What is needed is a verbatim copy of each record below.
[Data for processing Boundary: Start]
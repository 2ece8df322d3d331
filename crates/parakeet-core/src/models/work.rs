//! Work items carried by the capability lanes.
//!
//! Reply jobs are real one-shot work produced by the polling lanes; the
//! mention/tweet/hot-profile items are heartbeat payloads that a lane
//! recycles to itself after every cycle.

use serde::{Deserialize, Serialize};

use super::register::RegisterDetails;

/// A reply waiting to be posted, optionally with an attached image.
#[derive(Debug, Clone, Serialize, Deserialize)]
pub struct ReplyJob {
    pub tweet_id: String,
    pub text: String,
    #[serde(default)]
    pub send_image: bool,
    #[serde(default)]
    pub random_image: bool,
    #[serde(default)]
    pub image_links: Vec<String>,
    #[serde(default)]
    pub image_link: Option<String>,
}

impl ReplyJob {
    /// A plain text reply with no media.
    pub fn text(tweet_id: impl Into<String>, text: impl Into<String>) -> Self {
        Self {
            tweet_id: tweet_id.into(),
            text: text.into(),
            send_image: false,
            random_image: false,
            image_links: Vec::new(),
            image_link: None,
        }
    }
}

/// Heartbeat payload for the mention-scanning lanes (mentions plus every
/// on-chain tool lane).
#[derive(Debug, Clone, Serialize, Deserialize)]
pub struct MentionJob {
    /// Handle whose mention timeline is scanned.
    pub handle: String,
    /// Prompt used when generating replies from this lane.
    pub prompt: String,
    /// Full registration the lane was seeded from.
    pub details: RegisterDetails,
}

/// Heartbeat payload for the hot-profiles lane; one item per watched profile.
#[derive(Debug, Clone, Serialize, Deserialize)]
pub struct HotProfileJob {
    pub name: String,
    pub handle: String,
    pub description: String,
    pub prompt: String,
}
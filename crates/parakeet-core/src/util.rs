//! Small shared helpers for the workers.

use chrono::Utc;
use rand::Rng;

/// Current wall-clock time in milliseconds since the epoch, as stored in the
/// debounce cache entries.
pub fn now_millis() -> i64 {
    Utc::now().timestamp_millis()
}

/// True when `timestamp_ms` lies more than `hours` in the past.
pub fn is_older_than_hours(timestamp_ms: i64, hours: f64) -> bool {
    let elapsed_ms = (now_millis() - timestamp_ms) as f64;
    elapsed_ms / 3_600_000.0 > hours
}

/// Pick a random element; `None` on an empty slice.
pub fn random_item<T>(items: &[T]) -> Option<&T> {
    if items.is_empty() {
        return None;
    }
    let idx = rand::rng().random_range(0..items.len());
    items.get(idx)
}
[Data for processing Boundary: End]
● **Response below**
repository 2ece8df322d3d331
filename crates/parakeet-core/src/models/work.rs
//! Work items carried by the capability lanes.
//!
//! Reply jobs are real one-shot work produced by the polling lanes; the
//! mention/tweet/hot-profile items are heartbeat payloads that a lane
//! recycles to itself after every cycle.

use serde::{Deserialize, Serialize};

use super::register::RegisterDetails;

/// A reply waiting to be posted, optionally with an attached image.
#[derive(Debug, Clone, Serialize, Deserialize)]
pub struct ReplyJob {
    pub tweet_id: String,
    pub text: String,
    #[serde(default)]
    pub send_image: bool,
    #[serde(default)]
    pub random_image: bool,
    #[serde(default)]
    pub image_links: Vec<String>,
    #[serde(default)]
    pub image_link: Option<String>,
}

impl ReplyJob {
    /// A plain text reply with no media.
    pub fn text(tweet_id: impl Into<String>, text: impl Into<String>) -> Self {
        Self {
            tweet_id: tweet_id.into(),
            text: text.into(),
            send_image: false,
            random_image: false,
            image_links: Vec::new(),
            image_link: None,
        }
    }
}

/// Heartbeat payload for the mention-scanning lanes (mentions plus every
/// on-chain tool lane).
#[derive(Debug, Clone, Serialize, Deserialize)]
pub struct MentionJob {
    /// Handle whose mention timeline is scanned.
    pub handle: String,
    /// Prompt used when generating replies from this lane.
    pub prompt: String,
    /// Full registration the lane was seeded from.
    pub details: RegisterDetails,
}

/// Heartbeat payload for the hot-profiles lane; one item per watched profile.
#[derive(Debug, Clone, Serialize, Deserialize)]
pub struct HotProfileJob {
    pub name: String,
    pub handle: String,
    pub description: String,
    pub prompt: String,
}
filename crates/parakeet-core/src/util.rs
//! Small shared helpers for the workers.

use chrono::Utc;
use rand::Rng;

/// Current wall-clock time in milliseconds since the epoch, as stored in the
/// debounce cache entries.
pub fn now_millis() -> i64 {
    Utc::now().timestamp_millis()
}

/// True when `timestamp_ms` lies more than `hours` in the past.
pub fn is_older_than_hours(timestamp_ms: i64, hours: f64) -> bool {
    let elapsed_ms = (now_millis() - timestamp_ms) as f64;
    elapsed_ms / 3_600_000.0 > hours
}

/// Pick a random element; `None` on an empty slice.
pub fn random_item<T>(items: &[T]) -> Option<&T> {
    if items.is_empty() {
        return None;
    }
    let idx = rand::rng().random_range(0..items.len());
    items.get(idx)
}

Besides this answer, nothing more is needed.